+++ Entries shown

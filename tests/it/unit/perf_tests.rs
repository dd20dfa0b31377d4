//! Unit tests for perf module.

use fieldboard::perf::{ScopedTimer, is_profiling_enabled, set_profiling_enabled};

#[test]
fn test_scoped_timer_creation() {
    let timer = ScopedTimer::with_threshold("test_op", 1000.0);
    assert_eq!(timer.name(), "test_op");
    assert!(timer.elapsed_ms() >= 0.0);
}

#[test]
fn test_profile_scope_macro_compiles_in_any_configuration() {
    fieldboard::profile_scope!("macro_scope");
    fieldboard::profile_scope!("macro_scope_threshold", 5.0);
}

#[test]
fn test_runtime_toggle() {
    let before = is_profiling_enabled();
    set_profiling_enabled(!before);
    assert_eq!(is_profiling_enabled(), !before);
    set_profiling_enabled(before);
}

++++++

== Task ==
The whole listing above needs to be reproduced exactly.

== Response to this exercise ==
filename tests/it/unit/perf_tests.rs
repository dd20dfa0b31377d4
//! Unit tests for perf module.

use fieldboard::perf::{ScopedTimer, is_profiling_enabled, set_profiling_enabled};

#[test]
fn test_scoped_timer_creation() {
    let timer = ScopedTimer::with_threshold("test_op", 1000.0);
    assert_eq!(timer.name(), "test_op");
    assert!(timer.elapsed_ms() >= 0.0);
}

#[test]
fn test_profile_scope_macro_compiles_in_any_configuration() {
    fieldboard::profile_scope!("macro_scope");
    fieldboard::profile_scope!("macro_scope_threshold", 5.0);
}

#[test]
fn test_runtime_toggle() {
    let before = is_profiling_enabled();
    set_profiling_enabled(!before);
    assert_eq!(is_profiling_enabled(), !before);
    set_profiling_enabled(before);
}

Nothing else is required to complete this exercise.